A previously healthy 32-year-old man was admitted to the hospital with chest pain and dyspnea. He was employed as a chef and had no history of heart disease, lung disease, gastrointestinal symptoms, esophageal trauma, cancer, or hematologic disease and had no risk factors for human immunodeficiency virus. The patient was well until 2 weeks prior to admission when mild flulike symptoms developed. This progressed to dyspnea and sharp central chest pain radiating to the back. Ventilation/perfusion scan was negative, and no abnormalities other than possible right lower lobe consolidation were detected on chest radiograph and the symptoms progressively worsened. The patient was admitted to the hospital on December 2, 2000 with a provisional diagnosis of pleurisy, and treatment was initiated with methylprednisolone, ceftriaxone sodium, and azithromycin dihydrate. An echocardiogram intended to assess ventricular function revealed a moderate pericardial effusion, no evidence of tamponade, and normal ventricular function. Leukocyte count progressively increased, as did oxygen requirements, and the patient was transferred to our center on December 4.
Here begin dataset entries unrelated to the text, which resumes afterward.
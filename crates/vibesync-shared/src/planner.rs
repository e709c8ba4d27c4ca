//! Chat room formation.
//!
//! Picks three companions for a requester out of a pool of active vibe
//! profiles: similarity-qualified first, spread across energy bands second,
//! best remaining matches last.

use std::collections::HashSet;

use serde::{Deserialize, Serialize};

use crate::constants::{CHAT_ROOM_OTHERS, ROOM_MIN_SIMILARITY};
use crate::error::PlanError;
use crate::matching::{calculate_similarity, MatchProfile};
use crate::types::{EnergyBand, UserId};

/// A user with an active vibe profile.
#[derive(Debug, Clone)]
pub struct PoolEntry {
    pub user: UserId,
    pub profile: MatchProfile,
}

/// Blocks in either direction between two users.
#[derive(Debug, Clone, Default)]
pub struct BlockList {
    pairs: HashSet<(UserId, UserId)>,
}

impl BlockList {
    pub fn new() -> Self {
        Self::default()
    }

    /// Record that `blocker` blocked `blocked`.
    pub fn insert(&mut self, blocker: UserId, blocked: UserId) {
        self.pairs.insert((blocker, blocked));
    }

    pub fn is_blocked_either(&self, a: UserId, b: UserId) -> bool {
        self.pairs.contains(&(a, b)) || self.pairs.contains(&(b, a))
    }

    /// Every user `user` blocked or was blocked by.
    pub fn related_to(&self, user: UserId) -> HashSet<UserId> {
        self.pairs
            .iter()
            .filter_map(|(a, b)| {
                if *a == user {
                    Some(*b)
                } else if *b == user {
                    Some(*a)
                } else {
                    None
                }
            })
            .collect()
    }
}

impl FromIterator<(UserId, UserId)> for BlockList {
    fn from_iter<I: IntoIterator<Item = (UserId, UserId)>>(iter: I) -> Self {
        Self {
            pairs: iter.into_iter().collect(),
        }
    }
}

#[derive(Debug, Clone, Copy, PartialEq, Eq, Serialize, Deserialize)]
pub struct ScoredCandidate {
    pub user: UserId,
    pub similarity: u8,
    pub energy_level: u8,
}

#[derive(Debug, Clone, Copy, Default, PartialEq, Eq, Serialize, Deserialize)]
#[serde(rename_all = "camelCase")]
pub struct VibeDiversity {
    pub low_energy: u32,
    pub mid_energy: u32,
    pub high_energy: u32,
}

impl VibeDiversity {
    pub fn from_levels(levels: impl IntoIterator<Item = u8>) -> Self {
        let mut diversity = Self::default();
        for level in levels {
            match EnergyBand::from_level(level) {
                Some(EnergyBand::Low) => diversity.low_energy += 1,
                Some(EnergyBand::Mid) => diversity.mid_energy += 1,
                Some(EnergyBand::High) => diversity.high_energy += 1,
                None => {}
            }
        }
        diversity
    }
}

/// A room ready to be persisted.
#[derive(Debug, Clone, PartialEq, Eq)]
pub struct RoomPlan {
    /// Requester first, then the chosen companions in pick order.
    pub participants: Vec<UserId>,
    pub companions: Vec<ScoredCandidate>,
    pub vibe_diversity: VibeDiversity,
    pub average_similarity: u8,
}

/// Plan a room for `requester`.
///
/// `excluded` holds users that must not be picked (blocked users, users
/// already in a live room). The requester is always excluded.
pub fn plan_room(
    requester: &PoolEntry,
    pool: &[PoolEntry],
    excluded: &HashSet<UserId>,
) -> Result<RoomPlan, PlanError> {
    let eligible: Vec<&PoolEntry> = pool
        .iter()
        .filter(|c| c.user != requester.user && !excluded.contains(&c.user))
        .collect();

    let mut scored: Vec<ScoredCandidate> = eligible
        .iter()
        .map(|c| ScoredCandidate {
            user: c.user,
            similarity: calculate_similarity(&requester.profile, &c.profile).similarity,
            energy_level: c.profile.energy_level,
        })
        .filter(|c| c.similarity >= ROOM_MIN_SIMILARITY)
        .collect();

    if scored.len() < CHAT_ROOM_OTHERS {
        return Err(PlanError::NotEnoughUsers {
            eligible: eligible.len(),
            compatible: scored.len(),
        });
    }

    // stable: equal scores keep pool order
    scored.sort_by(|a, b| b.similarity.cmp(&a.similarity));

    let mut chosen: Vec<ScoredCandidate> = Vec::with_capacity(CHAT_ROOM_OTHERS);
    for band in [EnergyBand::Low, EnergyBand::Mid, EnergyBand::High] {
        if chosen.len() >= CHAT_ROOM_OTHERS {
            break;
        }
        if let Some(best) = scored
            .iter()
            .find(|c| EnergyBand::from_level(c.energy_level) == Some(band))
        {
            if !chosen.iter().any(|p| p.user == best.user) {
                chosen.push(*best);
            }
        }
    }

    for candidate in &scored {
        if chosen.len() >= CHAT_ROOM_OTHERS {
            break;
        }
        if !chosen.iter().any(|p| p.user == candidate.user) {
            chosen.push(*candidate);
        }
    }

    let total: u32 = chosen.iter().map(|c| u32::from(c.similarity)).sum();
    let average_similarity = (f64::from(total) / chosen.len() as f64).round() as u8;

    let vibe_diversity = VibeDiversity::from_levels(
        std::iter::once(requester.profile.energy_level).chain(chosen.iter().map(|c| c.energy_level)),
    );

    let mut participants = Vec::with_capacity(CHAT_ROOM_OTHERS + 1);
    participants.push(requester.user);
    participants.extend(chosen.iter().map(|c| c.user));

    Ok(RoomPlan {
        participants,
        companions: chosen,
        vibe_diversity,
        average_similarity,
    })
}

/// Plan rooms for every pool member who is not already in a live room.
///
/// Users are visited in pool order; once placed in a planned room a user is
/// not considered again. Users for whom no room can be formed are skipped.
pub fn plan_rooms_for_pool(
    pool: &[PoolEntry],
    already_roomed: &HashSet<UserId>,
    blocks: &BlockList,
) -> Vec<RoomPlan> {
    let needing: Vec<PoolEntry> = pool
        .iter()
        .filter(|e| !already_roomed.contains(&e.user))
        .cloned()
        .collect();

    let mut processed: HashSet<UserId> = HashSet::new();
    let mut plans = Vec::new();

    for entry in &needing {
        if processed.contains(&entry.user) {
            continue;
        }

        let mut excluded = blocks.related_to(entry.user);
        excluded.extend(processed.iter().copied());

        match plan_room(entry, &needing, &excluded) {
            Ok(plan) => {
                processed.extend(plan.participants.iter().copied());
                plans.push(plan);
            }
            Err(e) => {
                tracing::debug!(user = %entry.user, error = %e, "no room formed in sweep");
            }
        }
    }

    plans
}

#[cfg(test)]
mod tests {
    use super::*;
    use crate::types::Mood;
    use crate::vibe_score::VibeScore;

    /// Profiles that differ only in energy level; all pairwise similarities
    /// land well above the room threshold when levels are close.
    fn entry(level: u8) -> PoolEntry {
        entry_with(level, Mood::Happy, "Fast replies")
    }

    fn entry_with(level: u8, mood: Mood, boundary: &str) -> PoolEntry {
        PoolEntry {
            user: UserId::new(),
            profile: MatchProfile {
                vibe_score: VibeScore {
                    mood,
                    energy: 50.0,
                    positivity: 70.0,
                    intent: "make_a_friend".into(),
                },
                energy_level: level,
                current_intent: vec!["Make a friend".into()],
                context_tag: None,
                interaction_boundary: boundary.into(),
            },
        }
    }

    /// Far from the requester on every axis.
    fn incompatible(level: u8) -> PoolEntry {
        PoolEntry {
            user: UserId::new(),
            profile: MatchProfile {
                vibe_score: VibeScore {
                    mood: Mood::Angry,
                    energy: 100.0,
                    positivity: 0.0,
                    intent: "rant_vent".into(),
                },
                energy_level: level,
                current_intent: vec!["No talking, just vibe".into()],
                context_tag: None,
                interaction_boundary: "Slow replies".into(),
            },
        }
    }

    #[test]
    fn test_not_enough_users_with_two_qualifying() {
        let requester = entry(5);
        let pool = vec![entry(5), entry(6), incompatible(10)];
        let err = plan_room(&requester, &pool, &HashSet::new()).unwrap_err();
        assert_eq!(
            err,
            PlanError::NotEnoughUsers {
                eligible: 3,
                compatible: 2
            }
        );
    }

    #[test]
    fn test_picks_one_per_energy_band_first() {
        let requester = entry(5);
        let low = entry(3);
        let mid_a = entry(5);
        let mid_b = entry(6);
        let high = entry(8);
        let pool = vec![mid_a.clone(), mid_b.clone(), low.clone(), high.clone()];

        let plan = plan_room(&requester, &pool, &HashSet::new()).unwrap();
        assert_eq!(plan.participants.len(), 4);
        assert_eq!(plan.participants[0], requester.user);
        // low band, then mid band (best mid is the identical level), then high
        assert_eq!(plan.participants[1], low.user);
        assert_eq!(plan.participants[2], mid_a.user);
        assert_eq!(plan.participants[3], high.user);
        assert!(!plan.participants.contains(&mid_b.user));
        assert_eq!(
            plan.vibe_diversity,
            VibeDiversity {
                low_energy: 1,
                mid_energy: 2,
                high_energy: 1
            }
        );
    }

    #[test]
    fn test_fills_from_best_overall_when_bands_missing() {
        let requester = entry(5);
        let a = entry(5);
        let b = entry(6);
        let c = entry(4);
        let d = entry(7);
        let pool = vec![d.clone(), c.clone(), b.clone(), a.clone()];

        let plan = plan_room(&requester, &pool, &HashSet::new()).unwrap();
        // only mid band present: its best pick, then the next best overall
        assert_eq!(plan.companions[0].user, a.user);
        assert_eq!(plan.companions.len(), 3);
        let sims: Vec<u8> = plan.companions.iter().map(|c| c.similarity).collect();
        assert!(sims[1] >= sims[2]);
        let expected = (sims.iter().map(|s| *s as f64).sum::<f64>() / 3.0).round() as u8;
        assert_eq!(plan.average_similarity, expected);
    }

    #[test]
    fn test_excluded_users_are_never_picked() {
        let requester = entry(5);
        let pool = vec![entry(5), entry(5), entry(5), entry(5)];
        let mut excluded = HashSet::new();
        excluded.insert(pool[0].user);
        excluded.insert(pool[1].user);

        let err = plan_room(&requester, &pool, &excluded).unwrap_err();
        assert!(matches!(err, PlanError::NotEnoughUsers { eligible: 2, .. }));
    }

    #[test]
    fn test_requester_in_pool_is_ignored() {
        let requester = entry(5);
        let pool = vec![requester.clone(), entry(5), entry(5), entry(5)];
        let plan = plan_room(&requester, &pool, &HashSet::new()).unwrap();
        assert_eq!(
            plan.participants.iter().filter(|u| **u == requester.user).count(),
            1
        );
    }

    #[test]
    fn test_pool_planning_places_each_user_once() {
        let pool: Vec<PoolEntry> = (0..9).map(|i| entry(4 + (i % 3) as u8)).collect();
        let plans = plan_rooms_for_pool(&pool, &HashSet::new(), &BlockList::new());
        assert_eq!(plans.len(), 2);

        let mut seen = HashSet::new();
        for plan in &plans {
            assert_eq!(plan.participants.len(), 4);
            for p in &plan.participants {
                assert!(seen.insert(*p), "user placed twice");
            }
        }
    }

    #[test]
    fn test_pool_planning_respects_blocks_and_existing_rooms() {
        let pool: Vec<PoolEntry> = (0..6).map(|_| entry(5)).collect();
        let mut roomed = HashSet::new();
        roomed.insert(pool[5].user);

        let mut blocks = BlockList::new();
        blocks.insert(pool[1].user, pool[0].user);

        let plans = plan_rooms_for_pool(&pool, &roomed, &blocks);
        // pool[0] rooms with 2, 3 and 4; pool[1] is left with nobody
        assert_eq!(plans.len(), 1);
        assert_eq!(plans[0].participants[0], pool[0].user);
        assert!(!plans[0].participants.contains(&pool[1].user));
        assert!(!plans[0].participants.contains(&pool[5].user));
    }
}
On arrival, the patient was flushed and dyspneic. Heart rate was 88 beats per minute, respiratory rate was 30 breaths/min, and blood pressure was 100/80 mm Hg with no pulsus paradoxus. Oxygen saturation was 89% on 3 L/min of oxygen. Jugular venous pulsation was 10 cm above the sternal angle, and heart sounds were muffled with no extra sounds, murmurs, or rubs. Mild pedal edema was present. Laboratory abnormalities included leukocytosis (30.6 x 109/L with 28.1 neutrophils, 1.3 lymphocytes, 1.0 monocytes, 0.1 eosinophils, and 0.1 basophils) and a lactate dehydrogenase value of 1,238 U/L. Renal and liver function test results were normal. Human immunodeficiency virus and tuberculin test results were negative. Chest radiograph revealed cardiomegaly with a new air-fluid level (Fig 1).
Electrocardiogram revealed sinus tachycardia, persistent ST segment elevation in all leads, and diffuse T-wave abnormalities. Repeat echocardiogram made 3 days after the initial study continued to show a large pericardial effusion with no evidence of diastolic right atrial collapse.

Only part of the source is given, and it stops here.